= MATERIALS PROVIDED =
--------------------

//! # Robot Module
//!
//! Known robot endpoints and the command path to them.
//!
//! This module handles:
//! - Manual registration (`name` + `ip[:port]`) and discovered robots
//! - Liveness (`last_seen`) and reaping of silent robots
//! - Sending motion, stop and status messages through the command gate
//!
//! Every packet addressed to a robot passes [`CommandGate::admit`] right
//! before it is queued, so no caller can get motion past an active
//! emergency stop.

use chrono::{DateTime, Utc};
use serde::Serialize;
use std::collections::HashMap;
use std::net::{IpAddr, SocketAddr};
use std::sync::{Arc, RwLock, RwLockReadGuard, RwLockWriteGuard};
use std::time::{Duration, Instant};
use tracing::{debug, info};

use crate::controller::input::NormalizedInput;
use crate::error::{BridgeError, Result};
use crate::gate::CommandGate;
use crate::protocol::{CommandPacket, MatchState, StatusMessage};
use crate::transport::Transport;

/// Firmware pings every 2 s; three missed pings mark a robot silent.
const SILENT_AFTER: Duration = Duration::from_secs(6);

/// Parses `"ip"` or `"ip:port"`. A bare IP gets `default_port`.
///
/// # Errors
///
/// Returns `InvalidAddress` for anything else.
///
/// # Examples
///
/// ```
/// use teleop_bridge::robot::parse_robot_address;
///
/// let addr = parse_robot_address("10.0.0.5", 2367).unwrap();
/// assert_eq!(addr.to_string(), "10.0.0.5:2367");
///
/// let addr = parse_robot_address("10.0.0.5:4000", 2367).unwrap();
/// assert_eq!(addr.port(), 4000);
///
/// assert!(parse_robot_address("robot.local", 2367).is_err());
/// ```
pub fn parse_robot_address(address: &str, default_port: u16) -> Result<SocketAddr> {
    let address = address.trim();
    if let Ok(ip) = address.parse::<IpAddr>() {
        return Ok(SocketAddr::new(ip, default_port));
    }
    address
        .parse::<SocketAddr>()
        .map_err(|_| BridgeError::InvalidAddress(address.to_string()))
}

/// How the robot became known.
#[derive(Debug, Clone, Copy, PartialEq, Eq, Serialize)]
#[serde(rename_all = "lowercase")]
pub enum RobotOrigin {
    Manual,
    Discovered,
}

#[derive(Debug, Clone, Copy, PartialEq, Eq, Serialize)]
#[serde(rename_all = "lowercase")]
pub enum RobotStatus {
    /// Seen on the network, not yet accepted by an operator.
    Discovered,
    Connected,
    /// Known but silent for longer than a few ping periods.
    Disconnected,
}

/// One known robot.
#[derive(Debug, Clone)]
pub struct RobotEndpoint {
    pub id: String,
    pub display_name: String,
    pub address: SocketAddr,
    pub last_seen: Instant,
    pub last_command_sent: Option<Instant>,
    pub paired_controller_id: Option<String>,
    pub status: RobotStatus,
    pub origin: RobotOrigin,
    last_seen_wall: DateTime<Utc>,
    last_command_wall: Option<DateTime<Utc>>,
}

impl RobotEndpoint {
    fn new(id: &str, display_name: &str, address: SocketAddr, origin: RobotOrigin, now: Instant) -> Self {
        Self {
            id: id.to_string(),
            display_name: display_name.to_string(),
            address,
            last_seen: now,
            last_command_sent: None,
            paired_controller_id: None,
            status: match origin {
                RobotOrigin::Manual => RobotStatus::Connected,
                RobotOrigin::Discovered => RobotStatus::Discovered,
            },
            origin,
            last_seen_wall: Utc::now(),
            last_command_wall: None,
        }
    }

    fn touch(&mut self, now: Instant) {
        self.last_seen = now;
        self.last_seen_wall = Utc::now();
    }

    /// Stored status, reported as `Disconnected` once the robot went silent.
    #[must_use]
    pub fn status_at(&self, now: Instant) -> RobotStatus {
        if now.saturating_duration_since(self.last_seen) > SILENT_AFTER {
            RobotStatus::Disconnected
        } else {
            self.status
        }
    }

    #[must_use]
    pub fn view(&self, now: Instant) -> RobotView {
        RobotView {
            id: self.id.clone(),
            display_name: self.display_name.clone(),
            address: self.address.to_string(),
            status: self.status_at(now),
            origin: self.origin,
            paired_controller_id: self.paired_controller_id.clone(),
            last_seen: self.last_seen_wall,
            last_command_sent: self.last_command_wall,
        }
    }
}

/// Serializable listing entry for a robot.
#[derive(Debug, Clone, Serialize)]
#[serde(rename_all = "camelCase")]
pub struct RobotView {
    pub id: String,
    pub display_name: String,
    pub address: String,
    pub status: RobotStatus,
    pub origin: RobotOrigin,
    pub paired_controller_id: Option<String>,
    pub last_seen: DateTime<Utc>,
    pub last_command_sent: Option<DateTime<Utc>>,
}

/// Thread-safe robot map plus the gated command path.
pub struct RobotRegistry {
    endpoints: RwLock<HashMap<String, RobotEndpoint>>,
    gate: Arc<CommandGate>,
    transport: Arc<Transport>,
    command_port: u16,
}

impl RobotRegistry {
    /// # Arguments
    ///
    /// * `gate` - Checked before every outbound packet
    /// * `transport` - Queue every datagram goes through
    /// * `command_port` - Port used when an address has none
    pub fn new(gate: Arc<CommandGate>, transport: Arc<Transport>, command_port: u16) -> Self {
        Self {
            endpoints: RwLock::new(HashMap::new()),
            gate,
            transport,
            command_port,
        }
    }

    fn read(&self) -> RwLockReadGuard<'_, HashMap<String, RobotEndpoint>> {
        self.endpoints.read().unwrap_or_else(|e| e.into_inner())
    }

    fn write(&self) -> RwLockWriteGuard<'_, HashMap<String, RobotEndpoint>> {
        self.endpoints.write().unwrap_or_else(|e| e.into_inner())
    }

    #[must_use]
    pub fn command_port(&self) -> u16 {
        self.command_port
    }

    /// Registers (or updates) a robot by name. Idempotent.
    ///
    /// # Errors
    ///
    /// Returns `InvalidAddress` if `address` is not `ip` or `ip:port`, and
    /// `Rejected` for an empty name.
    pub fn register(&self, name: &str, address: &str, now: Instant) -> Result<RobotEndpoint> {
        let name = name.trim();
        if name.is_empty() {
            return Err(BridgeError::Rejected("Robot name must not be empty".to_string()));
        }
        let address = parse_robot_address(address, self.command_port)?;

        let mut endpoints = self.write();
        let endpoint = endpoints
            .entry(name.to_string())
            .and_modify(|e| {
                e.address = address;
                e.origin = RobotOrigin::Manual;
                e.status = RobotStatus::Connected;
                e.touch(now);
            })
            .or_insert_with(|| RobotEndpoint::new(name, name, address, RobotOrigin::Manual, now));

        info!(robot = %name, %address, "Robot registered");
        Ok(endpoint.clone())
    }

    /// Records a robot heard on the discovery port. New robots start as
    /// `Discovered`; known ones get their address and `last_seen` refreshed.
    /// Returns true if the robot was new.
    pub fn upsert_discovered(&self, id: &str, display_name: &str, ip: IpAddr, now: Instant) -> bool {
        let mut endpoints = self.write();
        match endpoints.get_mut(id) {
            Some(endpoint) => {
                if endpoint.address.ip() != ip {
                    info!(robot = %id, old = %endpoint.address.ip(), new = %ip, "Robot address changed");
                    endpoint.address = SocketAddr::new(ip, endpoint.address.port());
                }
                endpoint.touch(now);
                false
            }
            None => {
                let address = SocketAddr::new(ip, self.command_port);
                info!(robot = %id, %address, "Robot discovered");
                endpoints.insert(
                    id.to_string(),
                    RobotEndpoint::new(id, display_name, address, RobotOrigin::Discovered, now),
                );
                true
            }
        }
    }

    /// Promotes a discovered robot to `Connected`.
    ///
    /// # Errors
    ///
    /// Returns `UnknownRobot` if `id` is not registered.
    pub fn connect(&self, id: &str, now: Instant) -> Result<()> {
        let mut endpoints = self.write();
        let endpoint = endpoints
            .get_mut(id)
            .ok_or_else(|| BridgeError::UnknownRobot(id.to_string()))?;
        endpoint.status = RobotStatus::Connected;
        endpoint.touch(now);
        info!(robot = %id, "Robot connected");
        Ok(())
    }

    pub fn remove(&self, id: &str) -> Option<RobotEndpoint> {
        self.write().remove(id)
    }

    /// Updates `last_seen`. Returns false for an unknown id.
    pub fn touch(&self, id: &str, now: Instant) -> bool {
        match self.write().get_mut(id) {
            Some(endpoint) => {
                endpoint.touch(now);
                true
            }
            None => false,
        }
    }

    /// Touches the robot whose id or display name is `name`. Returns its id.
    pub fn touch_by_name(&self, name: &str, now: Instant) -> Option<String> {
        let mut endpoints = self.write();
        if let Some(endpoint) = endpoints.get_mut(name) {
            endpoint.touch(now);
            return Some(endpoint.id.clone());
        }
        endpoints
            .values_mut()
            .find(|e| e.display_name == name)
            .map(|endpoint| {
                endpoint.touch(now);
                endpoint.id.clone()
            })
    }

    #[must_use]
    pub fn get(&self, id: &str) -> Option<RobotEndpoint> {
        self.read().get(id).cloned()
    }

    #[must_use]
    pub fn contains(&self, id: &str) -> bool {
        self.read().contains_key(id)
    }

    /// All endpoints sorted by id.
    #[must_use]
    pub fn all(&self) -> Vec<RobotEndpoint> {
        let mut all: Vec<RobotEndpoint> = self.read().values().cloned().collect();
        all.sort_by(|a, b| a.id.cmp(&b.id));
        all
    }

    #[must_use]
    pub fn list(&self, now: Instant) -> Vec<RobotView> {
        self.all().iter().map(|e| e.view(now)).collect()
    }

    #[must_use]
    pub fn len(&self) -> usize {
        self.read().len()
    }

    #[must_use]
    pub fn is_empty(&self) -> bool {
        self.read().is_empty()
    }

    /// Removes every endpoint not seen for longer than `timeout`. Returns
    /// the removed endpoints.
    pub fn reap_stale(&self, timeout: Duration, now: Instant) -> Vec<RobotEndpoint> {
        let mut endpoints = self.write();
        let stale: Vec<String> = endpoints
            .values()
            .filter(|e| now.saturating_duration_since(e.last_seen) > timeout)
            .map(|e| e.id.clone())
            .collect();

        stale
            .iter()
            .filter_map(|id| endpoints.remove(id))
            .inspect(|e| info!(robot = %e.id, "Robot timed out"))
            .collect()
    }

    /// Sets the back-reference to the controller that drives this robot.
    pub fn set_paired(&self, robot_id: &str, controller_id: &str) -> bool {
        match self.write().get_mut(robot_id) {
            Some(endpoint) => {
                endpoint.paired_controller_id = Some(controller_id.to_string());
                true
            }
            None => false,
        }
    }

    /// Clears the back-reference if it still points at `controller_id`.
    pub fn clear_paired(&self, robot_id: &str, controller_id: &str) {
        if let Some(endpoint) = self.write().get_mut(robot_id) {
            if endpoint.paired_controller_id.as_deref() == Some(controller_id) {
                endpoint.paired_controller_id = None;
            }
        }
    }

    /// Sends a motion command built from `input`. Downgraded to a stop by
    /// the gate unless motion is allowed, and to a stop anyway if `input`
    /// has no movement. The gate is checked again when the datagram leaves
    /// the queue.
    ///
    /// # Errors
    ///
    /// Returns `UnknownRobot` if `robot_id` is not registered. Transport
    /// failures are not errors.
    pub fn send_command(&self, robot_id: &str, input: &NormalizedInput, now: Instant) -> Result<()> {
        let (name, address) = self.mark_command(robot_id, now)?;
        let stop = CommandPacket::stop(&name).encode();
        if !input.has_movement() {
            self.transport.submit(stop, address);
            return Ok(());
        }

        let packet = self.gate.admit(CommandPacket::from_input(&name, input));
        if packet.is_neutral() {
            self.transport.submit(stop, address);
        } else {
            // The worker sends `stop` instead if the gate closes first
            self.transport.submit_motion(packet.encode(), stop, address);
        }
        Ok(())
    }

    /// Sends the neutral packet.
    ///
    /// # Errors
    ///
    /// Returns `UnknownRobot` if `robot_id` is not registered.
    pub fn send_stop(&self, robot_id: &str, now: Instant) -> Result<()> {
        let (name, address) = self.mark_command(robot_id, now)?;
        self.transport.submit(CommandPacket::stop(&name).encode(), address);
        Ok(())
    }

    /// Sends `"<name>:<status>"` to the robot's command port.
    ///
    /// # Errors
    ///
    /// Returns `UnknownRobot` if `robot_id` is not registered.
    pub fn send_status(&self, robot_id: &str, state: MatchState) -> Result<()> {
        let endpoint = self
            .get(robot_id)
            .ok_or_else(|| BridgeError::UnknownRobot(robot_id.to_string()))?;
        let message = StatusMessage::new(&endpoint.display_name, state.as_str()).encode();
        self.transport.submit(message.into_bytes().into(), endpoint.address);
        Ok(())
    }

    /// Sends a stop packet to every known robot. Returns how many were queued.
    pub fn stop_all(&self, now: Instant) -> usize {
        let ids: Vec<String> = self.read().keys().cloned().collect();
        ids.iter().filter(|id| self.send_stop(id, now).is_ok()).count()
    }

    /// Sends a status message to every known robot.
    pub fn status_all(&self, state: MatchState) -> usize {
        let ids: Vec<String> = self.read().keys().cloned().collect();
        ids.iter().filter(|id| self.send_status(id, state).is_ok()).count()
    }

    /// Stamps `last_command_sent` and returns what the packet needs.
    fn mark_command(&self, robot_id: &str, now: Instant) -> Result<(String, SocketAddr)> {
        let mut endpoints = self.write();
        let endpoint = endpoints.get_mut(robot_id).ok_or_else(|| {
            debug!(robot = %robot_id, "Command for unknown robot");
            BridgeError::UnknownRobot(robot_id.to_string())
        })?;
        endpoint.last_command_sent = Some(now);
        endpoint.last_command_wall = Some(Utc::now());
        Ok((endpoint.display_name.clone(), endpoint.address))
    }
}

--------------------

= ABOUT THIS EXERCISE =
Show all lines above that contain "impl".

= WRITTEN RESPONSE =
impl RobotEndpoint {
impl RobotRegistry {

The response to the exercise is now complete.